Although the list of cell and gene therapies is growing, prices remain high. Now developers are working on a road map to streamline production and drop costs



The great opportunities of cell and gene therapy (CGT) are self-evident. Life sciences businesses can find a new purpose in a generation of products that could treat or cure millions.
 
But the CGT industry is early on in its learning curve. Therapies currently priced in the hundreds of thousands or millions of dollars will struggle to find wide payer adoption, however innovative the emerging pricing and payment models may become.
 
To achieve significant cost savings the sector must move from the manual ad-hoc hospital labs, where the early therapies have been delivered, to scaled-up and far more automated processes that are faster and more reliable.
 
To succeed in this endeavour, the industry must overcome a number of challenges, as we explore below.
 
The constraints on scaling CGT manufacturing include:
 
Current processes are slow, inconsistent and expensive
Many therapies are developed in piecemeal fashion in open systems that can be slow, replete with inefficiencies and open to errors, says Patrick Stragier, Vice President of Operations, Catalent Cell Therapy.
 
“Most of the time, processes have been developed in a university lab or hospital environment where the developers are not accustomed to thinking about manufacturing and production scale. The focus is mostly on the cure, not the process. They use what they have available to them in the lab, which is small-scale, open systems. Open systems are not optimal; they can bring contaminants and are often labour intensive.
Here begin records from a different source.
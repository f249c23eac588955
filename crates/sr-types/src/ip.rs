//! IP subnet prefixes.

use crate::ParseError;
use serde::{Deserialize, Serialize};
use std::fmt;
use std::net::{IpAddr, Ipv4Addr, Ipv6Addr};
use std::str::FromStr;

/// An IP prefix in CIDR notation (e.g., 10.0.0.0/24 or 2001:db8::/32).
///
/// Host bits are cleared on construction, so `10.0.0.7/24` and
/// `10.0.0.0/24` are the same prefix.
#[derive(Debug, Clone, Copy, PartialEq, Eq, Hash, PartialOrd, Ord, Serialize, Deserialize)]
#[serde(try_from = "String", into = "String")]
pub struct IpPrefix {
    network: IpAddr,
    prefix_len: u8,
}

impl IpPrefix {
    /// Creates a new IP prefix.
    ///
    /// # Errors
    ///
    /// Returns an error if the prefix length is invalid for the address type
    /// (>32 for IPv4, >128 for IPv6).
    pub fn new(address: IpAddr, prefix_len: u8) -> Result<Self, ParseError> {
        let network = match address {
            IpAddr::V4(v4) if prefix_len <= 32 => {
                let mask = u32::MAX.checked_shl(32 - u32::from(prefix_len)).unwrap_or(0);
                IpAddr::V4(Ipv4Addr::from(u32::from(v4) & mask))
            }
            IpAddr::V6(v6) if prefix_len <= 128 => {
                let mask = u128::MAX.checked_shl(128 - u32::from(prefix_len)).unwrap_or(0);
                IpAddr::V6(Ipv6Addr::from(u128::from(v6) & mask))
            }
            _ => {
                return Err(ParseError::InvalidIpPrefix(format!(
                    "prefix length {} exceeds maximum for {}",
                    prefix_len, address
                )))
            }
        };
        Ok(IpPrefix {
            network,
            prefix_len,
        })
    }

    /// Host route covering exactly `address`.
    pub fn host(address: IpAddr) -> Self {
        let prefix_len = if address.is_ipv4() { 32 } else { 128 };
        IpPrefix {
            network: address,
            prefix_len,
        }
    }

    pub const fn network(&self) -> IpAddr {
        self.network
    }

    pub const fn prefix_len(&self) -> u8 {
        self.prefix_len
    }

    pub const fn is_ipv4(&self) -> bool {
        self.network.is_ipv4()
    }

    pub const fn is_ipv6(&self) -> bool {
        self.network.is_ipv6()
    }

    /// Returns true if `address` falls inside this prefix.
    pub fn contains(&self, address: IpAddr) -> bool {
        match IpPrefix::new(address, self.prefix_len) {
            Ok(p) => p.network == self.network,
            Err(_) => false,
        }
    }
}

impl fmt::Display for IpPrefix {
    fn fmt(&self, f: &mut fmt::Formatter<'_>) -> fmt::Result {
        write!(f, "{}/{}", self.network, self.prefix_len)
    }
}

impl FromStr for IpPrefix {
    type Err = ParseError;

    fn from_str(s: &str) -> Result<Self, Self::Err> {
        let (addr_str, len_str) = s
            .rsplit_once('/')
            .ok_or_else(|| ParseError::InvalidIpPrefix(s.to_string()))?;

        let address: IpAddr = addr_str
            .parse()
            .map_err(|_| ParseError::InvalidIpPrefix(s.to_string()))?;
        let prefix_len: u8 = len_str
            .parse()
            .map_err(|_| ParseError::InvalidIpPrefix(s.to_string()))?;

        IpPrefix::new(address, prefix_len)
    }
}

impl TryFrom<String> for IpPrefix {
    type Error = ParseError;

    fn try_from(value: String) -> Result<Self, Self::Error> {
        value.parse()
    }
}

impl From<IpPrefix> for String {
    fn from(prefix: IpPrefix) -> Self {
        prefix.to_string()
    }
}
//! Static fabric description loaded from TOML.
//!
//! Example:
//!
//! ```toml
//! local_node = "10.0.0.1"
//!
//! [devices."leaf1"]
//! edge = true
//! pair = "leaf2"
//! pair_port = 9
//! subnets = ["10.0.1.0/24"]
//! router_ipv4 = "192.168.0.11"
//! ipv4_sid = 111
//! master = "10.0.0.1"
//!
//! [[links]]
//! a = "leaf1/1"
//! b = "spine1/1"
//! ```

use serde::{Deserialize, Serialize};
use sonic_sr_types::{ConnectPoint, DeviceId, IpPrefix, Link, NodeId, PortNumber};
use std::collections::{BTreeMap, BTreeSet};
use std::fs;
use std::net::{Ipv4Addr, Ipv6Addr};
use std::path::Path;

use crate::error::{Result, RoutingError};

/// Segment routing configuration of one switch.
#[derive(Debug, Clone, Serialize, Deserialize)]
pub struct DeviceConfig {
    /// Leaf switch with attached hosts.
    #[serde(default)]
    pub edge: bool,

    #[serde(default)]
    pub pair: Option<DeviceId>,

    /// Local port of the link towards `pair`.
    #[serde(default)]
    pub pair_port: Option<PortNumber>,

    #[serde(default)]
    pub subnets: BTreeSet<IpPrefix>,

    pub router_ipv4: Ipv4Addr,

    #[serde(default)]
    pub router_ipv6: Option<Ipv6Addr>,

    pub ipv4_sid: u32,

    #[serde(default)]
    pub ipv6_sid: Option<u32>,

    /// Controller node currently mastering the switch.
    #[serde(default)]
    pub master: Option<NodeId>,

    #[serde(default = "default_available")]
    pub available: bool,
}

/// A cable between two ports. Both directions are installed.
#[derive(Debug, Clone, PartialEq, Eq, Serialize, Deserialize)]
pub struct LinkConfig {
    pub a: ConnectPoint,
    pub b: ConnectPoint,
}

impl LinkConfig {
    /// The two unidirectional links of this cable.
    pub fn links(&self) -> [Link; 2] {
        let forward = Link::new(self.a.clone(), self.b.clone());
        let reverse = forward.reversed();
        [forward, reverse]
    }
}

/// Complete fabric description.
#[derive(Debug, Clone, Default, Serialize, Deserialize)]
pub struct FabricConfig {
    /// Identity of this controller instance; may be given on the command
    /// line instead.
    #[serde(default)]
    pub local_node: Option<NodeId>,

    #[serde(default)]
    pub devices: BTreeMap<DeviceId, DeviceConfig>,

    #[serde(default)]
    pub links: Vec<LinkConfig>,
}

fn default_available() -> bool {
    true
}

impl FabricConfig {
    /// Loads a fabric description. Unlike the daemon configuration there is
    /// no fallback: a missing file is an error.
    pub fn load(path: impl AsRef<Path>) -> Result<Self> {
        let path = path.as_ref();
        let content = fs::read_to_string(path)?;
        let config: FabricConfig = toml::from_str(&content).map_err(|e| {
            RoutingError::Config(format!(
                "Failed to parse fabric file {}: {}",
                path.display(),
                e
            ))
        })?;
        config.validate()?;
        Ok(config)
    }

    /// Checks pair symmetry and that every link endpoint is a known switch.
    pub fn validate(&self) -> Result<()> {
        for (id, device) in &self.devices {
            let Some(pair) = &device.pair else {
                continue;
            };
            if pair == id {
                return Err(RoutingError::Config(format!("{} is paired with itself", id)));
            }
            let back = self.devices.get(pair).and_then(|p| p.pair.as_ref());
            if back != Some(id) {
                return Err(RoutingError::Config(format!(
                    "pair of {} is {} but {} is not paired back",
                    id, pair, pair
                )));
            }
            if !device.edge {
                return Err(RoutingError::Config(format!(
                    "{} has a pair but is not an edge switch",
                    id
                )));
            }
        }
        for link in &self.links {
            for cp in [&link.a, &link.b] {
                if !self.devices.contains_key(cp.device()) {
                    return Err(RoutingError::Config(format!(
                        "link endpoint {} refers to an unknown device",
                        cp
                    )));
                }
            }
        }
        Ok(())
    }
}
In a closed system you gain a lot of time and potentially reduce the risk of contamination.”
 
The lack of a GMP mindset results in many process bottlenecks 
CGT, by its nature requires more of a specialist approach as compared to traditional biologics, that often comes down to the creation of single batch therapy for a single patient. While this may seem to require a bespoke approach, in fact, a good manufacturing practice (GMP) approach can streamline and harmonise these processes quite effectively.
 
"As soon as possible in development, homegrown or academic labs should collaborate with CDMOs to develop processes that can be optimally designed with future scalability and material sourcing in mind,” says Stragier. “It must be reproducible.”
 
This extends to automating, as far as possible, a robust Quality Control and documentation process, says Jason C. Foster, Chief Executive Officer, of CGT manufacturing platform creator Ori Biotech. “There is a QC release process for every single patient that entails a whole bunch of testing that has to be done and can take up to a week.
 
“In today’s analogue world, that could run to 200 pages of a paper batch record and someone has to put their name to and say it is safe.  This is fine for producing a few products per month but doesn’t scale to the level needed to make these products widely available for patients.”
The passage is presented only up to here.